*** Opening RECORD SET ***
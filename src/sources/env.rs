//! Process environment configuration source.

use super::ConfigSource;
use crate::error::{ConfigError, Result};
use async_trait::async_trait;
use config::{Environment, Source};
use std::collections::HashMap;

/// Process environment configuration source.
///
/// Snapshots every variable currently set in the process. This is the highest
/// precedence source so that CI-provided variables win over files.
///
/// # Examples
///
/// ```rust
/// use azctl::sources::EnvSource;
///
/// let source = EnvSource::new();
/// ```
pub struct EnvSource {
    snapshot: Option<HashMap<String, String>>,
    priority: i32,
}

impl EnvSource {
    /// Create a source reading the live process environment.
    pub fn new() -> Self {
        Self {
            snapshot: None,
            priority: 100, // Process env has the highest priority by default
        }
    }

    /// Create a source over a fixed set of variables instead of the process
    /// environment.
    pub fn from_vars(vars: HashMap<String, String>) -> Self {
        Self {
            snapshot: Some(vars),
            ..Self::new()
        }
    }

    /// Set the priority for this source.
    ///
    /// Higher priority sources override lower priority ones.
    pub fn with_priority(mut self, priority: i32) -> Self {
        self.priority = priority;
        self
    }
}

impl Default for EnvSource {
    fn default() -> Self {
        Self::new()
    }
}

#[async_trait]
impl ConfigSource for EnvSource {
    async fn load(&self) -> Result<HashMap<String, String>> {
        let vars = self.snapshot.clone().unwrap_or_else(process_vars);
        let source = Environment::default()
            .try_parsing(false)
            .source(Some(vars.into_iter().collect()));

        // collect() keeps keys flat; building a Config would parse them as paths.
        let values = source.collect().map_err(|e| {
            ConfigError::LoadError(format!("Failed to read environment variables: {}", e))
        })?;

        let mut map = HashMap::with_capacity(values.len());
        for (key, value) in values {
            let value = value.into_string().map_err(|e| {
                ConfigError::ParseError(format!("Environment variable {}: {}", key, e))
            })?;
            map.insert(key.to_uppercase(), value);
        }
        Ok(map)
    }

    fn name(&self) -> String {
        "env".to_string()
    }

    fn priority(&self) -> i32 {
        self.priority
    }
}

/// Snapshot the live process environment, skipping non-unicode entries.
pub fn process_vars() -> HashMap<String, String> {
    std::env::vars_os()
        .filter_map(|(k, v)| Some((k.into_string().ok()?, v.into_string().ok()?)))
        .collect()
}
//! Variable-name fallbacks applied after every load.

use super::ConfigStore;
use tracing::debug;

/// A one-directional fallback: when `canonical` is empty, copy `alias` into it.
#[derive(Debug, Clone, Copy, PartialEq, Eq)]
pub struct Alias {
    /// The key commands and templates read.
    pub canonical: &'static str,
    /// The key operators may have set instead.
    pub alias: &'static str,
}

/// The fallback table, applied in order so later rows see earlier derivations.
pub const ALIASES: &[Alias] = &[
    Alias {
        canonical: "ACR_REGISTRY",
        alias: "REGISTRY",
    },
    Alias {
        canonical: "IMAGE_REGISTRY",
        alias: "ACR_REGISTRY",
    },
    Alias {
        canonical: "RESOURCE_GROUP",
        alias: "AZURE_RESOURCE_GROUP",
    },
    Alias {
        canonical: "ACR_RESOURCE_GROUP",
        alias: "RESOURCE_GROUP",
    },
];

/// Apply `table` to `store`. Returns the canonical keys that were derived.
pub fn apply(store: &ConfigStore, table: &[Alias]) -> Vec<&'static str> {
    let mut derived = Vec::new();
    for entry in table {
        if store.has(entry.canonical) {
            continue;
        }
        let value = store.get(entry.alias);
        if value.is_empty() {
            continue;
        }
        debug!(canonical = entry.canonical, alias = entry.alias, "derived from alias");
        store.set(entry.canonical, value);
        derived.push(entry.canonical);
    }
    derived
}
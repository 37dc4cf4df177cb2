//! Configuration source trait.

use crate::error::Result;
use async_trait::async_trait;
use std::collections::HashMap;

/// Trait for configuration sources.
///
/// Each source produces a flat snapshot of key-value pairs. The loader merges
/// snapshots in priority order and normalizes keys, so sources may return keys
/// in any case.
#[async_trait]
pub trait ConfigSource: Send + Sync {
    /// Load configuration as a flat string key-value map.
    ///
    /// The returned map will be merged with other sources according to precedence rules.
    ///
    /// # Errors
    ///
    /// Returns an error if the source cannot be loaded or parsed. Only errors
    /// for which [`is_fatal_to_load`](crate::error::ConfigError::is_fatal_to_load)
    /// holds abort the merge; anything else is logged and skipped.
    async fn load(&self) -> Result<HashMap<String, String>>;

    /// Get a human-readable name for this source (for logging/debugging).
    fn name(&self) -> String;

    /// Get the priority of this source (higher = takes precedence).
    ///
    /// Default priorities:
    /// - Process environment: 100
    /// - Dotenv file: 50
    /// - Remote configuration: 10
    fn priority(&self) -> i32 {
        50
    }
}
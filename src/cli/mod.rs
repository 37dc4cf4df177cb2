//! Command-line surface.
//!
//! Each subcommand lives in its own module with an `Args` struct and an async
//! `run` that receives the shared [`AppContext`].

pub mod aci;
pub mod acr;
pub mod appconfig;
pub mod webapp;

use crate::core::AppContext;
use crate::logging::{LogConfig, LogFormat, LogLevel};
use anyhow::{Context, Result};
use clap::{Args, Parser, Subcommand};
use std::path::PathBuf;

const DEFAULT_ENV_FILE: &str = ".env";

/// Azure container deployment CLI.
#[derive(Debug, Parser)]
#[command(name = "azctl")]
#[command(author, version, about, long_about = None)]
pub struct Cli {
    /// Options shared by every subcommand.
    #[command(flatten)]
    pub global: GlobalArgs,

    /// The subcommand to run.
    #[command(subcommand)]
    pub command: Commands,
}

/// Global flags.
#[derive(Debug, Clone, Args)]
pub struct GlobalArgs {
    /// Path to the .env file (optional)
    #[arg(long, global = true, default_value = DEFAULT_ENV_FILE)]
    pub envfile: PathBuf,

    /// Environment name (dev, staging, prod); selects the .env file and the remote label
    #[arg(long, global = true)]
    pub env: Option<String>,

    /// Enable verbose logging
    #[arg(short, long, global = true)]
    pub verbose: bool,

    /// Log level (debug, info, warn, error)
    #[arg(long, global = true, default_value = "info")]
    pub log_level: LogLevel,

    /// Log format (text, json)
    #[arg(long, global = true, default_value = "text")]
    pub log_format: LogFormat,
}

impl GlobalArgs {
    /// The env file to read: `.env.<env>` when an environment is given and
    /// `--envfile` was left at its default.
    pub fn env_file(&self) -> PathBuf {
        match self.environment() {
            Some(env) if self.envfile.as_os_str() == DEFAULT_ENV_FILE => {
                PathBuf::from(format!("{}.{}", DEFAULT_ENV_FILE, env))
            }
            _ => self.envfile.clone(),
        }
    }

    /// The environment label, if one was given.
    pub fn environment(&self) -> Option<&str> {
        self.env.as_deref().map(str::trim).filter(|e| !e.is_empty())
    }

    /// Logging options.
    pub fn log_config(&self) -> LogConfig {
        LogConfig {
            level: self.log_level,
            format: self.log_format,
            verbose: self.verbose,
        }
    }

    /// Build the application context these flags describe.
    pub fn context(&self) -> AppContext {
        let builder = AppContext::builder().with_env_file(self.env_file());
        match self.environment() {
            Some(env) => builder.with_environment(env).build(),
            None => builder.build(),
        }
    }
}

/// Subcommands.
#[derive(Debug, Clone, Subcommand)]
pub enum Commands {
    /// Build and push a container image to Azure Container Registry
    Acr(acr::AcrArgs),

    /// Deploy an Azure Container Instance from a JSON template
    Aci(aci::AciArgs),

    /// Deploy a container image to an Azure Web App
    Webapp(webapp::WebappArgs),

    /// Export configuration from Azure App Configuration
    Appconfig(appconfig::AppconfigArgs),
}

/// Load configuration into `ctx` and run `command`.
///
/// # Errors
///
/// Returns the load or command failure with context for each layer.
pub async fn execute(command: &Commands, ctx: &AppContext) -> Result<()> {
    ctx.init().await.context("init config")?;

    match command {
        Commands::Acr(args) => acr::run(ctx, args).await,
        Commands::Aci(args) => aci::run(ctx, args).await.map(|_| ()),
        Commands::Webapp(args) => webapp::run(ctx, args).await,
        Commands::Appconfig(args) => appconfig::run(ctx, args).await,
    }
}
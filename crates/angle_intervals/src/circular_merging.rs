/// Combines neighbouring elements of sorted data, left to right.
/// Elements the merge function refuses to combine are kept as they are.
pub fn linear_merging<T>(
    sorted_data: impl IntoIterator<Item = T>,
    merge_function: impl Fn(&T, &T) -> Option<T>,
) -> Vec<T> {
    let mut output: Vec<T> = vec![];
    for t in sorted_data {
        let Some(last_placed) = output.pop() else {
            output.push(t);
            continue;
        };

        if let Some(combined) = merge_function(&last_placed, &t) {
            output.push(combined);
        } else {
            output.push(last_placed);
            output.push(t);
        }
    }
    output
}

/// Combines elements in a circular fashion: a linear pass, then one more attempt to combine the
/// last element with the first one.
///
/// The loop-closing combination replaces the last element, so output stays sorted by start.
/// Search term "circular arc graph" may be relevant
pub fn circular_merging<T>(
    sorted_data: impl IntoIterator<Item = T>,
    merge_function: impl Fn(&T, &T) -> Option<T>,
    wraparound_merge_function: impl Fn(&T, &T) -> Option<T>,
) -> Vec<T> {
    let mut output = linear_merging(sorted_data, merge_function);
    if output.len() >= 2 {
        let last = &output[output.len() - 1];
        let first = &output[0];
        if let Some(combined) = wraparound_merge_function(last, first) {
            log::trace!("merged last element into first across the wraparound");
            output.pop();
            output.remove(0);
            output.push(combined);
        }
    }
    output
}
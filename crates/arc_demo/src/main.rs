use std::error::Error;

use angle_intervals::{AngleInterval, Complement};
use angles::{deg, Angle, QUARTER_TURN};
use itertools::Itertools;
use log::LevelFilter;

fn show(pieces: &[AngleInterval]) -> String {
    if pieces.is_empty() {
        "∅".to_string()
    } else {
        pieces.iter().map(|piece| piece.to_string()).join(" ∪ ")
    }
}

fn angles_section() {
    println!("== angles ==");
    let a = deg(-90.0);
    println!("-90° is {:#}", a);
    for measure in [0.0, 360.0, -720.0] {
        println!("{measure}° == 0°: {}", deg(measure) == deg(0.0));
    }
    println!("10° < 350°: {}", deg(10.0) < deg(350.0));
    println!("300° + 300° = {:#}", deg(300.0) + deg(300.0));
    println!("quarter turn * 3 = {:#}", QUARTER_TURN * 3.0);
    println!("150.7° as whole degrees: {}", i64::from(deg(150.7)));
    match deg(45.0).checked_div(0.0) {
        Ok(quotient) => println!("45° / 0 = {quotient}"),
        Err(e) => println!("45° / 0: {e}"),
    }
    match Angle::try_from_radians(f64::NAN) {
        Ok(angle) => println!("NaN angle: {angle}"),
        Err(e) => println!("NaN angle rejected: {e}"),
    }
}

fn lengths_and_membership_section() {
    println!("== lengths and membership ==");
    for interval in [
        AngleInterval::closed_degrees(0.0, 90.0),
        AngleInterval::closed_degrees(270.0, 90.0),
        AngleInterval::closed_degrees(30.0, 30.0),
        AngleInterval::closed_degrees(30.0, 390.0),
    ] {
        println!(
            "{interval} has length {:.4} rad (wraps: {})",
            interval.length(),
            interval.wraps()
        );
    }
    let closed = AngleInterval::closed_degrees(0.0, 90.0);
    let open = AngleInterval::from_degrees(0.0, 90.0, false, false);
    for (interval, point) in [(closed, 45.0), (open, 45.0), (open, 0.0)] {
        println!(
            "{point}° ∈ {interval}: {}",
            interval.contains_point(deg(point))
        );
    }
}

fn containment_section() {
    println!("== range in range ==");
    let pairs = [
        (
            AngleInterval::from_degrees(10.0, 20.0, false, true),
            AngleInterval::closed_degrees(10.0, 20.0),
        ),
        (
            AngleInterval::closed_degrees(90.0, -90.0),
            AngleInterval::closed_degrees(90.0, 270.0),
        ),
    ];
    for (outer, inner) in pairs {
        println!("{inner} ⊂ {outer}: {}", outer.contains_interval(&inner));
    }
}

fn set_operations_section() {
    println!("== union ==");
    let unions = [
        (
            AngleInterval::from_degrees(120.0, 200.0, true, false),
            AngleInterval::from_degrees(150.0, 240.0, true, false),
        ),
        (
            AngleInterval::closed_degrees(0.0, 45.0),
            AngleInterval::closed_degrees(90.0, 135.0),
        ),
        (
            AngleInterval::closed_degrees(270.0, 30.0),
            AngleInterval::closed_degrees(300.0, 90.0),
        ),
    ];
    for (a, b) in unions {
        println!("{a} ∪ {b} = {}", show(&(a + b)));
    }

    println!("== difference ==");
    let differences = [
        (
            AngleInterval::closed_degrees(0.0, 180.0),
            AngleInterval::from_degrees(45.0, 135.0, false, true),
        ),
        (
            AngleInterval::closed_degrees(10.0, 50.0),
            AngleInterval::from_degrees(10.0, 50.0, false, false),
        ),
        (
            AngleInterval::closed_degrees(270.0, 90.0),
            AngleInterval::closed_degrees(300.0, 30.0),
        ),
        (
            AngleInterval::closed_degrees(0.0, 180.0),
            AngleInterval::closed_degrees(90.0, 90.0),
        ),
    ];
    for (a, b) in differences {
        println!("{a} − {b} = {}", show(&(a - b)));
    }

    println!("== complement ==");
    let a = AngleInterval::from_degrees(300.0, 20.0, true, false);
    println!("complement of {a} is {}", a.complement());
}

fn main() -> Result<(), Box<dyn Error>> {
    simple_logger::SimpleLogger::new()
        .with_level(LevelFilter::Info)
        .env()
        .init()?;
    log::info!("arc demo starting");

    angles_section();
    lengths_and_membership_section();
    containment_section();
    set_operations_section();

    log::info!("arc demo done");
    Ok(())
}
*** Closing RECORD SET ***
| YOUR OBJECTIVE |
In the data above, retype exactly and only the lines between the one holding "#[command(flatten)]" and the one holding "at its default.", inclusive.

| ANSWER SPACE |
    #[command(flatten)]
    pub global: GlobalArgs,

    /// The subcommand to run.
    #[command(subcommand)]
    pub command: Commands,
}

/// Global flags.
#[derive(Debug, Clone, Args)]
pub struct GlobalArgs {
    /// Path to the .env file (optional)
    #[arg(long, global = true, default_value = DEFAULT_ENV_FILE)]
    pub envfile: PathBuf,

    /// Environment name (dev, staging, prod); selects the .env file and the remote label
    #[arg(long, global = true)]
    pub env: Option<String>,

    /// Enable verbose logging
    #[arg(short, long, global = true)]
    pub verbose: bool,

    /// Log level (debug, info, warn, error)
    #[arg(long, global = true, default_value = "info")]
    pub log_level: LogLevel,

    /// Log format (text, json)
    #[arg(long, global = true, default_value = "text")]
    pub log_format: LogFormat,
}

impl GlobalArgs {
    /// The env file to read: `.env.<env>` when an environment is given and
    /// `--envfile` was left at its default.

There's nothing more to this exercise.